Robert, you may have seen Greyhound has stopped running Salt Lake to Boise. Salt Lake Express has taken over the route on an interline basis. Greyhound is moving to the Salt Lake City Airport. I think they only have the Denver-Salt Lake City bus route left. They will drop off passengers at Amtrak.


----------



## Willbridge (Jul 7, 2022)

NYP said:


> Robert, you may have seen Greyhound has stopped running Salt Lake to Boise. Salt Lake Express has taken over the route on an interline basis. Greyhound is moving to the Salt Lake City Airport. I think they only have the Denver-Salt Lake City bus route left. They will drop off passengers at Amtrak.

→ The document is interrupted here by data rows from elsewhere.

//! refcard CLI
//!
//! Command-line interface for importing sports schedules into referee
//! game-card records.

mod cli_types;
mod commands;
mod error;

use std::io::Write;
use std::path::PathBuf;
use std::sync::Arc;

use clap::Parser;
use log::LevelFilter;

use refcard_store::SqliteStore;

use cli_types::{Cli, Commands, ConfigAction, MappingAction, ScheduleAction};
pub(crate) use error::CliError;

fn main() {
    let cli = Cli::parse();
    init_logging(cli.quiet, cli.verbose, wants_json(&cli.command));

    if let Err(e) = run(cli) {
        log::error!("{e}");
        std::process::exit(1);
    }
}

fn run(cli: Cli) -> Result<(), CliError> {
    let db = cli.db;
    match cli.command {
        Commands::List => {
            let store = open_store(db)?;
            commands::list::run_list(&refcard_lib::default_registry(store));
            Ok(())
        }
        Commands::Import {
            file,
            parser,
            save,
            json,
        } => commands::import::run_import(open_store(db)?, &file, parser, save, json),
        Commands::Mapping { action } => {
            let store = open_store(db)?;
            match action {
                MappingAction::List => commands::mapping::run_mapping_list(store.as_ref()),
                MappingAction::Show { key } => {
                    commands::mapping::run_mapping_show(store.as_ref(), key.as_deref())
                }
                MappingAction::Set { key, from, fields } => {
                    commands::mapping::run_mapping_set(store, &key, from.as_deref(), fields)
                }
                MappingAction::Fields => {
                    commands::mapping::run_mapping_fields();
                    Ok(())
                }
            }
        }
        Commands::Schedule { action } => {
            let store = open_store(db)?;
            match action {
                ScheduleAction::List => commands::schedule::run_schedule_list(store.as_ref()),
                ScheduleAction::Show { name, json } => {
                    commands::schedule::run_schedule_show(store.as_ref(), &name, json)
                }
                ScheduleAction::Delete { name } => {
                    commands::schedule::run_schedule_delete(store.as_ref(), &name)
                }
            }
        }
        Commands::Config { action } => match action {
            ConfigAction::Show => {
                commands::config::run_config_show(db);
                Ok(())
            }
            ConfigAction::Set { name, value } => {
                commands::config::run_config_set(&name, Some(&value))
            }
            ConfigAction::Unset { name } => commands::config::run_config_set(&name, None),
            ConfigAction::Path => {
                commands::config::run_config_path();
                Ok(())
            }
        },
    }
}

/// Open the database named by `--db`, the settings file, or the default.
fn open_store(cli_override: Option<PathBuf>) -> Result<Arc<SqliteStore>, CliError> {
    let path = refcard_lib::settings::resolve_database_path(cli_override);
    log::debug!("Using database {}", path.display());
    let store = SqliteStore::open(&path).map_err(|e| {
        CliError::database(format!("Failed to open {}: {}", path.display(), e))
    })?;
    Ok(Arc::new(store))
}

fn wants_json(command: &Commands) -> bool {
    matches!(
        command,
        Commands::Import { json: true, .. }
            | Commands::Schedule {
                action: ScheduleAction::Show { json: true, .. }
            }
    )
}

/// Plain messages for normal runs; timestamps and levels with `--verbose`.
///
/// JSON output owns stdout, so log lines go to stderr when it is requested.
fn init_logging(quiet: bool, verbose: bool, json: bool) {
    let level = if quiet {
        LevelFilter::Warn
    } else if verbose {
        LevelFilter::Debug
    } else {
        LevelFilter::Info
    };

    let mut builder = env_logger::Builder::new();
    builder.filter_level(level).target(if json {
        env_logger::Target::Stderr
    } else {
        env_logger::Target::Stdout
    });

    if verbose {
        builder.format_timestamp_millis();
    } else {
        builder.format(|buf, record| match record.level() {
            log::Level::Info => writeln!(buf, "{}", record.args()),
            level => writeln!(
                buf,
                "{}: {}",
                level.as_str().to_ascii_lowercase(),
                record.args()
            ),
        });
    }
    builder.init();
}

/// Print an empty line through the logger so `--quiet` suppresses it too.
pub(crate) fn log_blank() {
    log::info!("");
}
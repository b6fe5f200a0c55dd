//! CLI type definitions: command enums and argument structs.

use std::path::PathBuf;

use clap::{Parser, Subcommand};

#[derive(Parser)]
#[command(name = "refcard")]
#[command(about = "Import sports schedules into referee game-card records", long_about = None)]
pub(crate) struct Cli {
    /// Path to the database file (default: from settings, else the data directory)
    #[arg(long, global = true)]
    pub db: Option<PathBuf>,

    /// Only show warnings and errors (suppress normal output)
    #[arg(long, global = true)]
    pub quiet: bool,

    /// Enable verbose/debug logging (timestamps + debug-level messages)
    #[arg(short, long, global = true)]
    pub verbose: bool,

    #[command(subcommand)]
    pub command: Commands,
}

#[derive(Subcommand)]
pub(crate) enum Commands {
    /// List the available schedule parsers
    List,

    /// Import a schedule file and print the games
    Import {
        /// Schedule file, or "-" for standard input
        file: PathBuf,

        /// Parser key (e.g., delimited, line-block, generic)
        #[arg(short, long)]
        parser: Option<String>,

        /// Save the imported games under this name
        #[arg(long)]
        save: Option<String>,

        /// Print the games as JSON
        #[arg(long)]
        json: bool,
    },

    /// Manage saved column mappings for the generic parser
    Mapping {
        #[command(subcommand)]
        action: MappingAction,
    },

    /// Manage saved schedules
    Schedule {
        #[command(subcommand)]
        action: ScheduleAction,
    },

    /// Show or change settings
    Config {
        #[command(subcommand)]
        action: ConfigAction,
    },
}

#[derive(Subcommand)]
pub(crate) enum MappingAction {
    /// List saved mapping profiles
    List,

    /// Show a saved mapping profile
    Show {
        /// Profile key (default: generic-default)
        key: Option<String>,
    },

    /// Save a mapping profile, one field per column
    Set {
        /// Profile key (e.g., generic-default)
        key: String,

        /// Sample file whose header row is recorded with the mapping
        #[arg(long)]
        from: Option<PathBuf>,

        /// Field per column, comma separated; leave a slot empty to ignore
        /// the column (e.g., game_number,,home_team,away_team)
        #[arg(long, value_delimiter = ',', required = true)]
        fields: Vec<String>,
    },

    /// List the field names a column can be mapped to
    Fields,
}

#[derive(Subcommand)]
pub(crate) enum ScheduleAction {
    /// List saved schedules
    List,

    /// Show the games of a saved schedule
    Show {
        /// Schedule name
        name: String,

        /// Print the saved schedule as JSON
        #[arg(long)]
        json: bool,
    },

    /// Delete a saved schedule
    Delete {
        /// Schedule name
        name: String,
    },
}

#[derive(Subcommand)]
pub(crate) enum ConfigAction {
    /// Show the current settings
    Show,

    /// Set a setting (storage.database or import.default_parser)
    Set {
        /// Setting name
        name: String,

        /// New value
        value: String,
    },

    /// Clear a setting
    Unset {
        /// Setting name
        name: String,
    },

    /// Print the settings file path
    Path,
}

Yes. In studying recent changes, they seem to be going back to segmenting routes instead of running through. I was studying fall-backs in case Train 6 misses Train 59 on a Friday night and found that the one remaining direct Greyhound CHI<>NOL schedule is split into three buses, with one of them being an independent. That's what they've done on DEN<>PDX now. In 1974 GL had seven through CHI<>NOL buses. Trailways ran via St. Louis, but south of Memphis they also had seven buses.

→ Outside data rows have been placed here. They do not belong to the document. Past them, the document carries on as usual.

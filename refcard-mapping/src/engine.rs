//! The column-mapping extractor.

use std::sync::Arc;

use refcard_core::util::{header_key, split_rows};
use refcard_core::{Diagnostics, MappingProfile, ParseError, RawGame, ScheduleParser};
use refcard_store::MappingStore;

use crate::error::MappingError;
use crate::field::MappedField;
use crate::header::looks_like_header_row;

/// Profile key used by the default `generic` registry entry.
pub const DEFAULT_PROFILE_KEY: &str = "generic-default";

/// What a table looks like, for prompting the user to define a mapping.
#[derive(Debug, Clone, PartialEq, Eq)]
pub struct TableShape {
    /// The header row, when the first row is a header.
    pub headers: Option<Vec<String>>,
    pub first_row_is_data: bool,
    /// Width of the widest row.
    pub column_count: usize,
    /// Number of data rows (the header row excluded).
    pub rows: usize,
    /// First data row, for previews.
    pub sample: Vec<String>,
}

/// Extracts games from arbitrary tables using stored column mappings.
///
/// Never guesses: without a stored profile for the requested key it returns
/// [`MappingError::MappingRequired`].
pub struct MappingEngine {
    store: Arc<dyn MappingStore>,
}

impl MappingEngine {
    pub fn new(store: Arc<dyn MappingStore>) -> Self {
        Self { store }
    }

    /// Describe the table in `raw` without applying any mapping.
    pub fn inspect(&self, raw: &str) -> TableShape {
        let rows = split_rows(raw);
        let column_count = rows.iter().map(Vec::len).max().unwrap_or(0);
        let Some(first) = rows.first() else {
            return TableShape {
                headers: None,
                first_row_is_data: false,
                column_count,
                rows: 0,
                sample: Vec::new(),
            };
        };

        let has_header = looks_like_header_row(first.as_slice());
        let data_start = usize::from(has_header);
        TableShape {
            headers: has_header.then(|| first.clone()),
            first_row_is_data: !has_header,
            column_count,
            rows: rows.len() - data_start,
            sample: rows.get(data_start).cloned().unwrap_or_default(),
        }
    }

    /// Stored profile for `profile_key`, if any.
    pub fn load_mapping(&self, profile_key: &str) -> Result<Option<MappingProfile>, MappingError> {
        Ok(self.store.load_mapping(profile_key)?)
    }

    /// Validate and persist a mapping. Entries may be empty (ignored column)
    /// or any [`MappedField`] name; names are stored in canonical form.
    pub fn save_mapping(
        &self,
        profile_key: &str,
        headers: Vec<String>,
        mapping: Vec<String>,
    ) -> Result<MappingProfile, MappingError> {
        let mut canonical = Vec::with_capacity(mapping.len());
        for entry in &mapping {
            if entry.trim().is_empty() {
                canonical.push(String::new());
            } else {
                canonical.push(entry.parse::<MappedField>()?.as_str().to_string());
            }
        }
        if canonical.iter().all(String::is_empty) {
            return Err(MappingError::EmptyMapping(profile_key.to_string()));
        }

        let profile = MappingProfile::new(profile_key, headers, canonical);
        self.store.save_mapping(&profile)?;
        log::info!(
            "Saved mapping '{}' ({} mapped columns)",
            profile_key,
            profile.mapped_columns()
        );
        Ok(profile)
    }

    /// Apply the mapping stored under `profile_key` to every data row.
    pub fn parse_with_mapping(
        &self,
        raw: &str,
        profile_key: &str,
    ) -> Result<Vec<RawGame>, MappingError> {
        self.parse_with_mapping_diagnostics(raw, profile_key, &mut Diagnostics::new())
    }

    /// As [`parse_with_mapping`](Self::parse_with_mapping), recording skipped
    /// rows, ignored mapping entries and header mismatches.
    pub fn parse_with_mapping_diagnostics(
        &self,
        raw: &str,
        profile_key: &str,
        diagnostics: &mut Diagnostics,
    ) -> Result<Vec<RawGame>, MappingError> {
        let rows = split_rows(raw);
        let Some(first) = rows.first() else {
            return Ok(Vec::new());
        };
        let has_header = looks_like_header_row(first.as_slice());

        let Some(profile) = self.store.load_mapping(profile_key)? else {
            return Err(MappingError::MappingRequired {
                profile_key: profile_key.to_string(),
                headers: has_header.then(|| first.clone()),
                first_row_is_data: !has_header,
            });
        };

        let columns = resolve_columns(&profile, diagnostics);
        if columns.is_empty() {
            diagnostics.warn(format!(
                "Mapping '{profile_key}' does not assign any known field"
            ));
            return Ok(Vec::new());
        }

        let data = if has_header {
            if !profile.headers.is_empty() && !same_headers(&profile.headers, first) {
                diagnostics.warn(format!(
                    "Header row differs from the saved mapping '{profile_key}'; applying columns by position"
                ));
            }
            &rows[1..]
        } else {
            &rows[..]
        };

        let mut games = Vec::new();
        let mut skipped = 0;
        for row in data {
            let mut game = RawGame::new();
            for &(index, field) in &columns {
                if let Some(cell) = row.get(index) {
                    field.apply(&mut game, cell);
                }
            }
            if game.has_teams() {
                games.push(game);
            } else {
                skipped += 1;
            }
        }
        diagnostics.skipped(skipped, "rows without home and away teams");
        log::debug!(
            "Mapping '{}' produced {} games from {} rows",
            profile_key,
            games.len(),
            data.len()
        );
        Ok(games)
    }
}

/// Column index and field for every usable mapping entry.
fn resolve_columns(profile: &MappingProfile, diagnostics: &mut Diagnostics) -> Vec<(usize, MappedField)> {
    let mut columns = Vec::new();
    for (index, entry) in profile.mapping.iter().enumerate() {
        if entry.trim().is_empty() {
            continue;
        }
        match entry.parse::<MappedField>() {
            Ok(field) => columns.push((index, field)),
            Err(_) => diagnostics.warn(format!(
                "Ignoring unknown field '{}' in column {}",
                entry.trim(),
                index + 1
            )),
        }
    }
    columns
}

fn same_headers(saved: &[String], seen: &[String]) -> bool {
    let saved: Vec<String> = saved.iter().map(|h| header_key(h)).collect();
    let seen: Vec<String> = seen.iter().map(|h| header_key(h)).collect();
    let trim = |v: &[String]| v.len() - v.iter().rev().take_while(|h| h.is_empty()).count();
    saved[..trim(&saved)] == seen[..trim(&seen)]
}

/// Registers a [`MappingEngine`] profile as a [`ScheduleParser`].
pub struct MappingParser {
    engine: Arc<MappingEngine>,
    profile_key: String,
    key: String,
    name: String,
}

impl MappingParser {
    pub fn new(engine: Arc<MappingEngine>, profile_key: impl Into<String>) -> Self {
        Self {
            engine,
            profile_key: profile_key.into(),
            key: "generic".to_string(),
            name: "Generic (column mapping)".to_string(),
        }
    }

    /// Override the registry key and display name.
    pub fn named(mut self, key: impl Into<String>, name: impl Into<String>) -> Self {
        self.key = key.into();
        self.name = name.into();
        self
    }

    pub fn profile_key(&self) -> &str {
        &self.profile_key
    }

    pub fn engine(&self) -> &Arc<MappingEngine> {
        &self.engine
    }
}

impl ScheduleParser for MappingParser {
    fn parse_with_diagnostics(
        &self,
        text: &str,
        diagnostics: &mut Diagnostics,
    ) -> Result<Vec<RawGame>, ParseError> {
        Ok(self
            .engine
            .parse_with_mapping_diagnostics(text, &self.profile_key, diagnostics)?)
    }

    fn key(&self) -> &str {
        &self.key
    }

    fn display_name(&self) -> &str {
        &self.name
    }

    fn description(&self) -> &str {
        "Any table, using a saved column mapping"
    }
}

They still haven't done anything to repair the COVID cutbacks east of PDX, except to go back to daily service. A consequence is that their PDX<>SPK fares are often higher than Amtrak's. A single bus heads east out of Portland to Boise but by a transfer at a truck stop in Stanfield (the Hinkle of buses) it is also the PDX<>SPK schedule. And east of SPK it's the Jefferson Lines connection to MSP. When I rode it Stanfield to Portland last summer (as a substitute for canceled Amtrak trains) I think every seat was full.


----------



## Willbridge (Jul 7, 2022)

Here's the return trip....

GREYHOUND EAST - by Robert W. Rynerson

Monday night and it was quiet in the Portland Greyhound station.
My father and I sat and chatted in the near-empty terminal-- in a
time slot which used to see the old station in downtown
jam-packed. The hot freeway express to San Francisco and its
counterpart north to Vancouver, BC which once drew late night
crowds no longer exist. These "nearly non-stop" trips were
victims of discount airline competition.

At just about its 10:30 p.m. scheduled departure time, boarding
began for Schedule 5532 to Salt Lake City. There is no through
bus from Portland to Denver, but I would have been on this trip
for schedule reasons, in any case. As on the westbound run, the
schedule was very similar to that of the old Portland Rose.

-- We departed 27 minutes late, once again due to slow loading.
There were 46 revenue passengers and an infant on the 47-seat MCI
coach.

-- At The Dalles, we spent time while the driver sorted things
out with a woman who had suddenly decided to make a stopover
there.

-- Although the schedule shows a rest stop in Pendleton, the
driver announced an unscheduled rest stop in Boardman. As I was
once again the only passenger with a timetable, this caused no
raised eyebrows among my fellow travelers. We lost more time,
and arrived in Pendleton 53 minutes late.

-- The Walla Walla - Pasco bus was held for us. Four passengers
watched anxiously for us from its windows. After the transfer of
our passengers, both buses were underway at 3:22 a.m., 52 minutes
late for us.

-- Into Baker City, or more correctly, its massive truck stop, at
5:07 a.m., 42 minutes late. Our driver announced that the stop
would be shortened, due to our running late, but not to worry
because the restaurant knew that we were coming. In fact, the
predominately male waitstaff was short-handed and initially
disorganized.

I placed my order at 5:16 a.m., trying to guess what they could
turn out quickly. Relying on former Greyhound travel experience,
I sat at the counter, where I could keep an eye on the driver.
The smokers sitting on both sides of me were cross-country truck
drivers.

Outside again, passengers were milling about. Some had taken the
warning about the shortened breakfast stop seriously, and had not
eaten a full breakfast.

-- After everyone who wanted to had lots of cigarettes, the
driver was able to herd the last smokers on board, including a
woman carrying a baby in a car-seat carrier. We pulled out at
5:45 a.m., enjoying the panorama of the snow-capped Blue
Mountains. The meal stop had only been two minutes shorter than
the secret schedule indicated it would be.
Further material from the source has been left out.